**Extracted records**
++++++++++
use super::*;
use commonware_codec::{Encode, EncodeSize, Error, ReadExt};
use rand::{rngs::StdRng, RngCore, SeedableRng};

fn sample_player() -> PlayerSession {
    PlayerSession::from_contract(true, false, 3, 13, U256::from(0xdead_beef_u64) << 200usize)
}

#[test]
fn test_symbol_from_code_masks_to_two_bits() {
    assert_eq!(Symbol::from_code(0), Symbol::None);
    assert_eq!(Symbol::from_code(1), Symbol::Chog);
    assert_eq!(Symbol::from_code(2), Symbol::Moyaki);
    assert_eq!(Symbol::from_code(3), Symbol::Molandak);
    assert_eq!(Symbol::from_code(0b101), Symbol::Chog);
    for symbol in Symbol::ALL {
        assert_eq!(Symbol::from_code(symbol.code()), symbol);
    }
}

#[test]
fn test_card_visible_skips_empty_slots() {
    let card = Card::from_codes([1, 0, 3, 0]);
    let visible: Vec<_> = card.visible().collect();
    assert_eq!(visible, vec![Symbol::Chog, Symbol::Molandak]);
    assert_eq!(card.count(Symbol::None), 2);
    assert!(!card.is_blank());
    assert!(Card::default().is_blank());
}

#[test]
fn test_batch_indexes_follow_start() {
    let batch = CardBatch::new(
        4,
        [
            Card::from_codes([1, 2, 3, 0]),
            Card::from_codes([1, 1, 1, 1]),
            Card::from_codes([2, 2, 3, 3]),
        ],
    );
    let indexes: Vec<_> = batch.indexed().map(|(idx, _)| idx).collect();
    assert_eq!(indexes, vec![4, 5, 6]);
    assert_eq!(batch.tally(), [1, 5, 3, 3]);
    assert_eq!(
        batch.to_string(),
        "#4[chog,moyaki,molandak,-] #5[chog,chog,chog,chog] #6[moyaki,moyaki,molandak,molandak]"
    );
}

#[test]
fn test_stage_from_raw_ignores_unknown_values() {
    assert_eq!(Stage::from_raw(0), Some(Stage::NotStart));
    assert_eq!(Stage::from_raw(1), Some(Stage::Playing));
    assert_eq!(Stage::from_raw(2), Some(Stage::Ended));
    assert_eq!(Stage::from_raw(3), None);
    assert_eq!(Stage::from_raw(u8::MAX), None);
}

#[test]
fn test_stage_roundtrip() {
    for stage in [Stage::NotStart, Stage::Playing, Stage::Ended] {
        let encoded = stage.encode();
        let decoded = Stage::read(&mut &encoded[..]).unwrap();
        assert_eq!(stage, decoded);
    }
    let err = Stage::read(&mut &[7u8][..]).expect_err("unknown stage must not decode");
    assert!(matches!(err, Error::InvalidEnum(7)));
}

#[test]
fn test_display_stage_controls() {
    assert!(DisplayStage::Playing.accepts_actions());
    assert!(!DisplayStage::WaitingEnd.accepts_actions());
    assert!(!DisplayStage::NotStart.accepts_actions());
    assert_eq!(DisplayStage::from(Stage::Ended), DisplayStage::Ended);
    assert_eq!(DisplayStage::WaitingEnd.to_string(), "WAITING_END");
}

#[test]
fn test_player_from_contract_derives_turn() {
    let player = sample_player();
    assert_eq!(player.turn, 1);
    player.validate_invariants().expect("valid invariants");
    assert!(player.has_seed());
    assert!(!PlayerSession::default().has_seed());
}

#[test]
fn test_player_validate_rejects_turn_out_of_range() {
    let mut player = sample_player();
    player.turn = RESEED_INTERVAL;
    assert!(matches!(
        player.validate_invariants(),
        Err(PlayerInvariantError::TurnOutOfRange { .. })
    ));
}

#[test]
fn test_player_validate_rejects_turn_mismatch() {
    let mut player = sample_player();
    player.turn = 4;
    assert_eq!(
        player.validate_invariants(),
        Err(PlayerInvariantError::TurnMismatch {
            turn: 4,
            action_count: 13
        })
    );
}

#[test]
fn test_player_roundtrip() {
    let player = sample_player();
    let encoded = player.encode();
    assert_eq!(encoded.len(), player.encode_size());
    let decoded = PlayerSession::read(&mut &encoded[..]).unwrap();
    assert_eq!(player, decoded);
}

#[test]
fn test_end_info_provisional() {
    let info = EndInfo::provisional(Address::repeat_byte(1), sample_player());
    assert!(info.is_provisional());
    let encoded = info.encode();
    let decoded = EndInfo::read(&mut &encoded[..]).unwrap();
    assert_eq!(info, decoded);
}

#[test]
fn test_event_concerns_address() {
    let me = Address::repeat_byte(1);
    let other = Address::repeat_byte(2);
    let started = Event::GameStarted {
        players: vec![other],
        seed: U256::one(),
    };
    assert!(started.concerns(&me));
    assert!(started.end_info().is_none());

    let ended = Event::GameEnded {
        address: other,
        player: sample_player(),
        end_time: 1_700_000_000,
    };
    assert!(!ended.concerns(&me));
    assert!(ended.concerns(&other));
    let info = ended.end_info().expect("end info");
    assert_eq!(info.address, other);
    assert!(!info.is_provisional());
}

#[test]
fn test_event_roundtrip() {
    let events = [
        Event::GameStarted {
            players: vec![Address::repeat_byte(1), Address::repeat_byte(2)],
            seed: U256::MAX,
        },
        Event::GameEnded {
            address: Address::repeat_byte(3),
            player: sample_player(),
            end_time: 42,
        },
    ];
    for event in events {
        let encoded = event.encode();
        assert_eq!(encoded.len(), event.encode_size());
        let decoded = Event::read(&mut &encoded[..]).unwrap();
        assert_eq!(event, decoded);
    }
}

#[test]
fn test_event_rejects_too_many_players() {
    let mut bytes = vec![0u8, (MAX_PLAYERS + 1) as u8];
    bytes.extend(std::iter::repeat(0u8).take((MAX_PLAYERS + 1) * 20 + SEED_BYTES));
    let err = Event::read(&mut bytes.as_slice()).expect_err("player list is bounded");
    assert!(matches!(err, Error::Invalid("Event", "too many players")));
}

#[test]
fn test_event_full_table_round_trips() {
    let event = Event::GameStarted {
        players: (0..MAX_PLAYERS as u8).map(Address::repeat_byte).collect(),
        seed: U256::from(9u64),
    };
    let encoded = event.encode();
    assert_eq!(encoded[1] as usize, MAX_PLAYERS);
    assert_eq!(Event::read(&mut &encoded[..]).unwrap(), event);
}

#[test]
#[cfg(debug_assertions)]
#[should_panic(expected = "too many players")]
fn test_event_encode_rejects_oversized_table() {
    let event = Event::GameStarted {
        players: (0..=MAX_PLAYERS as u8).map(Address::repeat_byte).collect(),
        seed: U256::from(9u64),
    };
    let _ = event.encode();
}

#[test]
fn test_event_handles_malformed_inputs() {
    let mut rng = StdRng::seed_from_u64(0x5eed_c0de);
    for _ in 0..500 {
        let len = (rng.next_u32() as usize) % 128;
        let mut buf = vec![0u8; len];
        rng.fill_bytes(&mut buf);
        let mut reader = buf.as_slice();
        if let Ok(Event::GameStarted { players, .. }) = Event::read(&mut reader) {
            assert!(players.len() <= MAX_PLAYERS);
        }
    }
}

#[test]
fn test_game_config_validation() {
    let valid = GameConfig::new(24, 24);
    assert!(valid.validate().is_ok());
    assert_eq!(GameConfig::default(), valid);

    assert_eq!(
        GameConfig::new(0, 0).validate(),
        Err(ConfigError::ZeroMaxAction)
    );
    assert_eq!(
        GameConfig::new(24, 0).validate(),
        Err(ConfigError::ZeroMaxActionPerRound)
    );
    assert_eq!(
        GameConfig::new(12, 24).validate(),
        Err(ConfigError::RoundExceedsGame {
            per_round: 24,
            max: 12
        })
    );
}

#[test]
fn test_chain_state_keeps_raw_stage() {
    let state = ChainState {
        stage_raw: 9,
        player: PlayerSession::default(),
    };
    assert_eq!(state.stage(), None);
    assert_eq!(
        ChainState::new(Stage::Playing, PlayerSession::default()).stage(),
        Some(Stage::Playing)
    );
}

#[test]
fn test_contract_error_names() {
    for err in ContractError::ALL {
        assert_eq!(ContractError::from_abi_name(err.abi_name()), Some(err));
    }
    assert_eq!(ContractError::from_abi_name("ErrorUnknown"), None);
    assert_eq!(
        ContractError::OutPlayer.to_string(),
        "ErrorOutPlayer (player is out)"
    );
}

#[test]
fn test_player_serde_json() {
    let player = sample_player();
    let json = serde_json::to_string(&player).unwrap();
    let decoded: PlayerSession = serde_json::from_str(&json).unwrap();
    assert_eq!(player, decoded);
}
++++++++++
**PROBLEM TO WORK ON**
Where does the word "PlayerSession" occur in the records? Return every line that holds it.

**WRITTEN ANSWER**
fn sample_player() -> PlayerSession {
    PlayerSession::from_contract(true, false, 3, 13, U256::from(0xdead_beef_u64) << 200usize)
    assert!(!PlayerSession::default().has_seed());
    let decoded = PlayerSession::read(&mut &encoded[..]).unwrap();
        player: PlayerSession::default(),
        ChainState::new(Stage::Playing, PlayerSession::default()).stage(),
    let decoded: PlayerSession = serde_json::from_str(&json).unwrap();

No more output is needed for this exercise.